→ Work required: Search the data for the word "Serialize" and copy each line that has it.
..........
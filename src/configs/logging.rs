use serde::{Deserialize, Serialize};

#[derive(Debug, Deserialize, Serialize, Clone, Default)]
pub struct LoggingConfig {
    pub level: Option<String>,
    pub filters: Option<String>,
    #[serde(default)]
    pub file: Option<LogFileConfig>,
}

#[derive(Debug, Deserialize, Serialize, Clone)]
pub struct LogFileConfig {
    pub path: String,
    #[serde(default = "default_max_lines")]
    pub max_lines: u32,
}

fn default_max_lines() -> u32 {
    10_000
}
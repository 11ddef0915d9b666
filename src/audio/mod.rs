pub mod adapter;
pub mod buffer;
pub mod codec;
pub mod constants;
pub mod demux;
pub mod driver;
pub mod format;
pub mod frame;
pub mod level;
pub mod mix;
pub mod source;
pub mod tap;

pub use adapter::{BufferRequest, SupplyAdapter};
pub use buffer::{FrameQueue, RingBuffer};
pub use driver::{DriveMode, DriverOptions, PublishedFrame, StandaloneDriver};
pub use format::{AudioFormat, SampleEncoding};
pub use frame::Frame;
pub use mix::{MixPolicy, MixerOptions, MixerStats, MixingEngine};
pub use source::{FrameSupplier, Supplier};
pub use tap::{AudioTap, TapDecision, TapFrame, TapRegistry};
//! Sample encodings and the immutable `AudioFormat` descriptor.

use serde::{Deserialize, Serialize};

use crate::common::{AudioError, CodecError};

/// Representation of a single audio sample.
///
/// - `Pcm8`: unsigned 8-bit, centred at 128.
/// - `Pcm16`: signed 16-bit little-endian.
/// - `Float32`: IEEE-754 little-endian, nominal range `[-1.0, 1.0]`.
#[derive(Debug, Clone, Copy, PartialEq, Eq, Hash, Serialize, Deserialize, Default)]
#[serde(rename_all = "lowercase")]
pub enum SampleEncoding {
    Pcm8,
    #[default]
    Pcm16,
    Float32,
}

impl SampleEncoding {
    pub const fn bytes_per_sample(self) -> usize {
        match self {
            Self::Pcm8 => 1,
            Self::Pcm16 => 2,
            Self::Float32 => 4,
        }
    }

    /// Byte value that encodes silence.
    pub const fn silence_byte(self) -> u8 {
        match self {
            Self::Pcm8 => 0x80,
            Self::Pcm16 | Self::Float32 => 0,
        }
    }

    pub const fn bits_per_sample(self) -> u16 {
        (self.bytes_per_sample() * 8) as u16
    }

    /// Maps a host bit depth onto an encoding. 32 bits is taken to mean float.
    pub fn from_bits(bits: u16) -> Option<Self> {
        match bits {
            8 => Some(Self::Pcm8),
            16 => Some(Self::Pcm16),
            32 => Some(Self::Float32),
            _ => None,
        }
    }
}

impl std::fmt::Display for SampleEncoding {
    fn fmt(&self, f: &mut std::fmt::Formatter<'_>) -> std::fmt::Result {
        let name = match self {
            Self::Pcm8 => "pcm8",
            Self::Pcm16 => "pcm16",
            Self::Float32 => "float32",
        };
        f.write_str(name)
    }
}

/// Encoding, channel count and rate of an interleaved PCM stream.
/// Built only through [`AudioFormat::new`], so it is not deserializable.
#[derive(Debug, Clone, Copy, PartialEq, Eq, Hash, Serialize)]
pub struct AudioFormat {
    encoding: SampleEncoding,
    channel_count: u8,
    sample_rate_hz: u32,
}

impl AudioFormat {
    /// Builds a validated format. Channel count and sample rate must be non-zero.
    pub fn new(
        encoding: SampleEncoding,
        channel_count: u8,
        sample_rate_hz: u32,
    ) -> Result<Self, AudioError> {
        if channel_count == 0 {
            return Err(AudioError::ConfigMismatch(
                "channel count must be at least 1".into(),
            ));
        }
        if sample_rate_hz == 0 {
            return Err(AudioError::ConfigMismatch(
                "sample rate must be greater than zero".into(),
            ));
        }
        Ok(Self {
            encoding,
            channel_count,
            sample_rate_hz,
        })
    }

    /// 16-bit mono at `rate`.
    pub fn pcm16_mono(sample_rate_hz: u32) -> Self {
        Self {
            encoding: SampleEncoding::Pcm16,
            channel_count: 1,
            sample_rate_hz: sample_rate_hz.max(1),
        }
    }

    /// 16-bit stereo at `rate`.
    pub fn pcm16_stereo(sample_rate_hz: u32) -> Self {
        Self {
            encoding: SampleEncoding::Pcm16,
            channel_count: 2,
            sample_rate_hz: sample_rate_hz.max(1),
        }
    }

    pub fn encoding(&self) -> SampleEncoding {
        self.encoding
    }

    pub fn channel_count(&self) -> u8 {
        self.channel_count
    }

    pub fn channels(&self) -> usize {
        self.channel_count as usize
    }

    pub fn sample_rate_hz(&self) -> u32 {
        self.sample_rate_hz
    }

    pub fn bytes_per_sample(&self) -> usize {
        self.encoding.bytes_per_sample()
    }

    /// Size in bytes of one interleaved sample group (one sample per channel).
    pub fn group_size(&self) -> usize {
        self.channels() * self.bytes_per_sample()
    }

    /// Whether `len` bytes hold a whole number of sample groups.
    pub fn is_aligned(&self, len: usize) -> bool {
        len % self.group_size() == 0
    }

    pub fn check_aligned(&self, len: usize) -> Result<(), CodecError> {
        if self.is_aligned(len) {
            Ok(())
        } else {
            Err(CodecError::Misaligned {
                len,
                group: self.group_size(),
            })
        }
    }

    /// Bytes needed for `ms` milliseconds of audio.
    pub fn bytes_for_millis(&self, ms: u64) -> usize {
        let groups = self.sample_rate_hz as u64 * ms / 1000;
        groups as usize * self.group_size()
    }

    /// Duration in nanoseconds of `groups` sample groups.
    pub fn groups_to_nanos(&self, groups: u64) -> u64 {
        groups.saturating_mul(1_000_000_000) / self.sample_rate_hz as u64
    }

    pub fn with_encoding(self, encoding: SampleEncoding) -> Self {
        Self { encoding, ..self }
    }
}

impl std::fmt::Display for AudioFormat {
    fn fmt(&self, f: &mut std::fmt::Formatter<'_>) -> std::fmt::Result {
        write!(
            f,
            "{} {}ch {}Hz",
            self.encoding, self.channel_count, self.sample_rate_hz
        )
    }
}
..........
→ Task output:
use serde::{Deserialize, Serialize};
#[derive(Debug, Deserialize, Serialize, Clone, Default)]
#[derive(Debug, Deserialize, Serialize, Clone)]
use serde::{Deserialize, Serialize};
#[derive(Debug, Clone, Copy, PartialEq, Eq, Hash, Serialize, Deserialize, Default)]
#[derive(Debug, Clone, Copy, PartialEq, Eq, Hash, Serialize)]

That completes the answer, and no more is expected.